Transparency is essential
The stated goal is to find the fastest driver. But this can’t be done without some subjectivity. In cases such as these, one must be transparent about how the calculations are made and how the final results depend on the parameters. That way, other people can replicate and extend your study, which may lead to different conclusions based on the exact same data. So let’s take a look at some common ways to aggregate performance before deciding on the overall winner.
Sum of ranks is not that simple
One way to determine the overall winner is to rank each driver in each event and then sum up the ranks. Like golf, a lower score is better. But even this simple scoring scheme has a few nuances. What happens when multiple drivers end with the exact same lap time? Granted, this is unlikely, but in many testing scenarios (e.g. the 13 best summer tires of 2023), it’s possible for multiple contestants to end with the same score in some category. Let’s say the times are 60, 61, 61, and 62 seconds. Do the drivers in the middle get placed 2nd and the 4th fastest driver gets 3rd? Or 4th? Or do the middle two get 3rd? Although I’ve never seen it done, one could average the ranks for drivers who tie.

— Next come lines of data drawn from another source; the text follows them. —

//! Relok Chart - Helm chart loading and value merging
//!
//! Loads a chart directory (`Chart.yaml`, `values.yaml`, vendored
//! subcharts under `charts/`) and produces the fully merged value tree the
//! relok engine analyzes: subchart defaults nested under their dependency
//! alias, parent values overriding, `global` propagated chart-wide.

pub mod error;
pub mod loader;
pub mod manifest;

pub use error::{ChartError, Result};
pub use loader::LoadedChart;
pub use manifest::{ChartManifest, Dependency};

- No gaps after ties: 1, 2, 2, 3
- Gaps after ties: 1, 2, 2, 4
- Gap before ties: 1, 3, 3, 4
- Average tied ranks: 1, 2.5, 2.5, 4
Point systems are common
Many racing organizations give out points for different placings. These are generally non-linear with more points awarded to the faster drivers. Here are a few.

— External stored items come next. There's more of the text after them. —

//! Chart value trees and path addressing
//!
//! The engine works on an already-merged value tree represented as
//! `serde_json::Value` (parsed from YAML). Every reference into the tree is
//! a [`ValuePath`], never a live pointer, so detection and override emission
//! can be joined without borrowing into the tree.

use serde::{Deserialize, Serialize};
use serde_json::Value as JsonValue;
use std::fmt;
use std::path::Path;

use crate::error::Result;

/// Values container with deep merge capability
#[derive(Debug, Clone, Default, PartialEq, Serialize, Deserialize)]
#[serde(transparent)]
pub struct Values(pub JsonValue);

impl Values {
    /// Create empty values
    pub fn new() -> Self {
        Self(JsonValue::Object(serde_json::Map::new()))
    }

    /// Load values from a YAML file
    pub fn from_file<P: AsRef<Path>>(path: P) -> Result<Self> {
        let content = std::fs::read_to_string(path.as_ref())?;
        Self::from_yaml(&content)
    }

    /// Parse values from YAML string
    pub fn from_yaml(yaml: &str) -> Result<Self> {
        if yaml.trim().is_empty() {
            return Ok(Self::new());
        }
        let value: JsonValue = serde_yaml::from_str(yaml)?;
        Ok(Self(value))
    }

    /// Serialize values as YAML
    pub fn to_yaml(&self) -> Result<String> {
        Ok(serde_yaml::to_string(&self.0)?)
    }

    /// Deep merge another Values into this one
    ///
    /// Rules:
    /// - Scalars: overlay replaces base
    /// - Objects: recursive merge
    /// - Arrays: overlay replaces base (not appended)
    pub fn merge(&mut self, overlay: &Values) {
        deep_merge(&mut self.0, &overlay.0);
    }

    /// Get a value by dotted path (e.g., "global.imageRegistry")
    pub fn get(&self, path: &str) -> Option<&JsonValue> {
        let mut current = &self.0;
        for part in path.split('.') {
            current = current.as_object()?.get(part)?;
        }
        Some(current)
    }

    /// Set a value at a [`ValuePath`], creating intermediate maps and
    /// null-padded lists as needed.
    pub fn set_at(&mut self, path: &ValuePath, value: JsonValue) {
        set_at_segments(&mut self.0, path.segments(), value);
    }

    /// Look up the value at a [`ValuePath`], if present.
    pub fn get_at(&self, path: &ValuePath) -> Option<&JsonValue> {
        let mut current = &self.0;
        for seg in path.segments() {
            current = match seg {
                PathSegment::Key(k) => current.as_object()?.get(k)?,
                PathSegment::Index(i) => current.as_array()?.get(*i)?,
            };
        }
        Some(current)
    }

    /// Nest these values under a single top-level key
    ///
    /// Used when folding a subchart's values into the parent tree under its
    /// dependency alias. A `global` key stays at the root so global
    /// configuration keeps its chart-wide scope.
    pub fn nest_under(&self, key: &str) -> Values {
        let mut parent = serde_json::Map::new();
        let mut nested = serde_json::Map::new();

        if let JsonValue::Object(obj) = &self.0 {
            for (k, v) in obj {
                if k == "global" {
                    parent.insert(k.clone(), v.clone());
                } else {
                    nested.insert(k.clone(), v.clone());
                }
            }
        }

        if !nested.is_empty() {
            parent.insert(key.to_string(), JsonValue::Object(nested));
        }

        Values(JsonValue::Object(parent))
    }

    /// Get the inner JSON value
    pub fn inner(&self) -> &JsonValue {
        &self.0
    }

    /// Check if values are empty
    pub fn is_empty(&self) -> bool {
        match &self.0 {
            JsonValue::Object(map) => map.is_empty(),
            JsonValue::Null => true,
            _ => false,
        }
    }
}

/// Deep merge two JSON values
fn deep_merge(base: &mut JsonValue, overlay: &JsonValue) {
    match (base, overlay) {
        (JsonValue::Object(base_map), JsonValue::Object(overlay_map)) => {
            for (key, overlay_value) in overlay_map {
                match base_map.get_mut(key) {
                    Some(base_value) => deep_merge(base_value, overlay_value),
                    None => {
                        base_map.insert(key.clone(), overlay_value.clone());
                    }
                }
            }
        }
        (base, overlay) => {
            *base = overlay.clone();
        }
    }
}

fn set_at_segments(value: &mut JsonValue, segments: &[PathSegment], new_value: JsonValue) {
    let Some((head, rest)) = segments.split_first() else {
        *value = new_value;
        return;
    };

    match head {
        PathSegment::Key(k) => {
            if !value.is_object() {
                *value = JsonValue::Object(serde_json::Map::new());
            }
            let map = value.as_object_mut().expect("object ensured above");
            let entry = map.entry(k.clone()).or_insert(JsonValue::Null);
            set_at_segments(entry, rest, new_value);
        }
        PathSegment::Index(i) => {
            if !value.is_array() {
                *value = JsonValue::Array(Vec::new());
            }
            let arr = value.as_array_mut().expect("array ensured above");
            while arr.len() <= *i {
                arr.push(JsonValue::Null);
            }
            set_at_segments(&mut arr[*i], rest, new_value);
        }
    }
}

/// One step of a [`ValuePath`]: a map key or a list index
#[derive(Debug, Clone, PartialEq, Eq, Hash, PartialOrd, Ord)]
pub enum PathSegment {
    Key(String),
    Index(usize),
}

/// Location of a node in the value tree
///
/// Rendered in dot/bracket notation (`sidecars[0].image`). Paths are the
/// join key between pattern detection and override emission.
#[derive(Debug, Clone, Default, PartialEq, Eq, Hash, PartialOrd, Ord)]
pub struct ValuePath(Vec<PathSegment>);

impl ValuePath {
    pub fn root() -> Self {
        Self(Vec::new())
    }

    pub fn segments(&self) -> &[PathSegment] {
        &self.0
    }

    pub fn is_root(&self) -> bool {
        self.0.is_empty()
    }

    /// Extend with a map key
    pub fn key(&self, key: &str) -> Self {
        let mut segments = self.0.clone();
        segments.push(PathSegment::Key(key.to_string()));
        Self(segments)
    }

    /// Extend with a list index
    pub fn index(&self, index: usize) -> Self {
        let mut segments = self.0.clone();
        segments.push(PathSegment::Index(index));
        Self(segments)
    }

    /// Last map key on the path, if any
    pub fn last_key(&self) -> Option<&str> {
        match self.0.last() {
            Some(PathSegment::Key(k)) => Some(k),
            _ => None,
        }
    }
}

impl fmt::Display for ValuePath {
    fn fmt(&self, f: &mut fmt::Formatter<'_>) -> fmt::Result {
        for (i, seg) in self.0.iter().enumerate() {
            match seg {
                PathSegment::Key(k) => {
                    if i > 0 {
                        write!(f, ".")?;
                    }
                    write!(f, "{k}")?;
                }
                PathSegment::Index(idx) => write!(f, "[{idx}]")?,
            }
        }
        Ok(())
    }
}

#[cfg(test)]
mod tests {
    use super::*;

    #[test]
    fn test_deep_merge() {
        let mut base = Values::from_yaml(
            r#"
image:
  repository: nginx
  tag: "1.0"
replicas: 1
"#,
        )
        .unwrap();

        let overlay = Values::from_yaml(
            r#"
image:
  tag: "2.0"
  pullPolicy: Always
replicas: 3
"#,
        )
        .unwrap();

        base.merge(&overlay);

        assert_eq!(base.get("image.repository").unwrap(), "nginx");
        assert_eq!(base.get("image.tag").unwrap(), "2.0");
        assert_eq!(base.get("image.pullPolicy").unwrap(), "Always");
        assert_eq!(base.get("replicas").unwrap(), 3);
    }

    #[test]
    fn test_merge_replaces_arrays() {
        let mut base = Values::from_yaml("sidecars: [a, b, c]").unwrap();
        let overlay = Values::from_yaml("sidecars: [d]").unwrap();
        base.merge(&overlay);
        assert_eq!(base.get("sidecars").unwrap(), &serde_json::json!(["d"]));
    }

    #[test]
    fn test_nest_under_preserves_global() {
        let sub = Values::from_yaml(
            r#"
global:
  imageRegistry: docker.io
enabled: true
replicas: 3
"#,
        )
        .unwrap();

        let nested = sub.nest_under("redis");

        assert_eq!(nested.get("global.imageRegistry").unwrap(), "docker.io");
        assert_eq!(nested.get("redis.enabled").unwrap(), true);
        assert_eq!(nested.get("redis.replicas").unwrap(), 3);
        assert!(nested.get("enabled").is_none());
    }

    #[test]
    fn test_path_display() {
        let path = ValuePath::root().key("sidecars").index(0).key("image");
        assert_eq!(path.to_string(), "sidecars[0].image");
        assert_eq!(path.last_key(), Some("image"));
        assert_eq!(ValuePath::root().key("image").to_string(), "image");
    }

    #[test]
    fn test_set_at_creates_lists() {
        let mut values = Values::new();
        let path = ValuePath::root().key("sidecars").index(1).key("image");
        values.set_at(&path, serde_json::json!("busybox:1.36"));

        assert_eq!(
            values.inner(),
            &serde_json::json!({"sidecars": [null, {"image": "busybox:1.36"}]})
        );
        assert_eq!(values.get_at(&path).unwrap(), "busybox:1.36");
    }

    #[test]
    fn test_empty_yaml_is_empty_values() {
        let values = Values::from_yaml("").unwrap();
        assert!(values.is_empty());
    }
}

- Formula 1 historic (early): 8, 6, 4, 3, 2
- Formula 1 historic (later): 10, 6, 4, 3, 2, 1
- Formula 1 historic (even later): 10, 8, 6, 5, 4, 3, 2, 1
- Formula 1 current: 25, 18, 15, 12, 10, 8, 6, 4, 2, 1
- Moto GP and World Superbike current: 25, 20, 15, 13, 11, 10, 9, 8, 7, 6, 5, 4, 3, 2, 1
Points are just arbitrarily-weighted ranks. The point system has no basis in truth. Points are the rules of a game. Is the winner at the end of the season the fastest driver? Hard to say. However, it’s easy to say they are the winner of the points scoring game.
One might ask if the goal of a points-scoring system to actually find the fastest driver. Do we want a system that always finds the best driver or do we want a system that sometimes gives worse drivers a chance at winning the overall title? Uncertainty can create excitement.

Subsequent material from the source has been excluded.